Why is a semicolon required at end of line?

Take a look at this example of chained function calls.

a.push(['test'])(function() {alert('poop')})()

Look familiar? This is how the compiler/interpreter views your code.

Detail

Here is a portion of the grammar used to describe call expressions.

CallExpression : 
	MemberExpression Arguments 
	CallExpression Arguments 
	CallExpression [ Expression ] 
	CallExpression . IdentifierName 

Essentially each group (...) is considered as Arguments to the original MemberExpression a.push.

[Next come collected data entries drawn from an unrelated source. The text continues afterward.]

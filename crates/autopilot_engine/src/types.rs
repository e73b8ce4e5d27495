use std::fmt;

use autopilot_core::{JobStatus, Preset, PresetId, ProjectId, QueueEntry};
use thiserror::Error;

#[derive(Debug, Clone, PartialEq)]
pub enum EngineEvent {
    JobSubmitted {
        project_id: ProjectId,
    },
    SubmitFailed {
        error: ApiError,
    },
    StatusObserved {
        project_id: ProjectId,
        status: JobStatus,
    },
    StatusPollFailed {
        project_id: ProjectId,
        error: ApiError,
    },
    /// A job poll loop exited.
    PollStopped {
        project_id: ProjectId,
        outcome: PollOutcome,
    },
    QueueLoaded(QueueSnapshot),
    QueueRequestFailed {
        error: ApiError,
    },
    QueuePollFailed {
        error: ApiError,
    },
    Dequeued {
        project_id: ProjectId,
    },
    BatchStarted,
    BatchStartFailed {
        error: ApiError,
    },
    PresetsLoaded(Vec<Preset>),
    PresetSaved,
    PresetDeleted {
        preset_id: PresetId,
    },
    PresetRequestFailed {
        error: ApiError,
    },
}

#[derive(Debug, Clone, Copy, PartialEq, Eq)]
pub enum PollOutcome {
    /// Job reached `done`.
    Done,
    /// Job reached `error`.
    Failed,
    /// Queue count reached zero.
    Drained,
    /// Loop was cancelled before a terminal observation.
    Cancelled,
}

/// The engine thread has exited; no further events will arrive.
#[derive(Debug, Clone, Copy, PartialEq, Eq, Error)]
#[error("engine stopped")]
pub struct EngineStopped;

#[derive(Debug, Clone, PartialEq, Eq, Default)]
pub struct QueueSnapshot {
    pub entries: Vec<QueueEntry>,
    pub count: usize,
}

#[derive(Debug, Clone, PartialEq, Eq, Error)]
#[error("{kind}: {message}")]
pub struct ApiError {
    pub kind: FailureKind,
    pub message: String,
}

impl ApiError {
    pub fn new(kind: FailureKind, message: impl Into<String>) -> Self {
        Self {
            kind,
            message: message.into(),
        }
    }

    /// Short text suitable for an alert.
    pub fn user_message(&self) -> String {
        match self.kind {
            FailureKind::Rejected => self.message.clone(),
            _ => self.to_string(),
        }
    }
}

#[derive(Debug, Clone, PartialEq, Eq)]
pub enum FailureKind {
    InvalidBaseUrl,
    HttpStatus(u16),
    Timeout,
    Network,
    /// Response body was not the expected JSON.
    Decode,
    /// Backend answered but refused the request (`status != "ok"`).
    Rejected,
}

impl fmt::Display for FailureKind {
    fn fmt(&self, f: &mut fmt::Formatter<'_>) -> fmt::Result {
        match self {
            FailureKind::InvalidBaseUrl => write!(f, "invalid base url"),
            FailureKind::HttpStatus(code) => write!(f, "http status {code}"),
            FailureKind::Timeout => write!(f, "timeout"),
            FailureKind::Network => write!(f, "network error"),
            FailureKind::Decode => write!(f, "unexpected response"),
            FailureKind::Rejected => write!(f, "rejected"),
        }
    }
}
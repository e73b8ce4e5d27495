use std::time::Duration;

use crate::{JobConfig, PresetId, PresetSettings, ProjectId};

#[derive(Debug, Clone, PartialEq)]
pub enum Effect {
    SubmitJob { config: JobConfig },
    StartPolling { project_id: ProjectId },
    StopPolling { project_id: ProjectId },
    /// Navigate to `path` once `delay` has elapsed.
    ScheduleRedirect { path: String, delay: Duration },
    FetchPresets,
    SavePreset {
        name: String,
        settings: PresetSettings,
    },
    DeletePreset { preset_id: PresetId },
    FetchQueue,
    DequeueProject { project_id: ProjectId },
    StartBatch,
    StartQueuePolling,
    StopQueuePolling,
}
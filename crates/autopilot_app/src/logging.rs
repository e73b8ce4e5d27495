//! Logger setup for the `autopilot` binary.
//!
//! Logs go to `./autopilot.log` in the current working directory; with
//! `--verbose` they are mirrored to the terminal as well.

use std::path::Path;

use autopilot_logging::LogDestination;
use log::LevelFilter;

const LOG_FILE: &str = "./autopilot.log";

pub fn initialize(verbose: bool) {
    let path = Path::new(LOG_FILE);
    let (destination, level) = if verbose {
        (LogDestination::Both(path), LevelFilter::Debug)
    } else {
        (LogDestination::File(path), LevelFilter::Info)
    };
    autopilot_logging::initialize(destination, level);
}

a.push (['test'])                // MemberExpression Arguments 
(function() {alert('poop')})     // Arguments  
()                               // Arguments 

Or more formally

CallExpression(
    CallExpression(  
        CallExpression(
            MemberExpression( a.push ),
            Arguments( (['test']) )
        ),
        Arguments( (function() {alert('poop')}) )
    ),
    Arguments( () )
)

I'm not a Javascript expert (or even a newbie :), but if you combine the second and third lines, it still looks syntactically valid:

a.push(['test'])(function() {alert('poop')})()

That's trying to treat the result of a.push(['test']) as a function, passing a function into it... and then calling the result as a function as well.

I suspect that the semi-colon is required if the two statements can be syntactically combined into a single statement, but that's not what you want.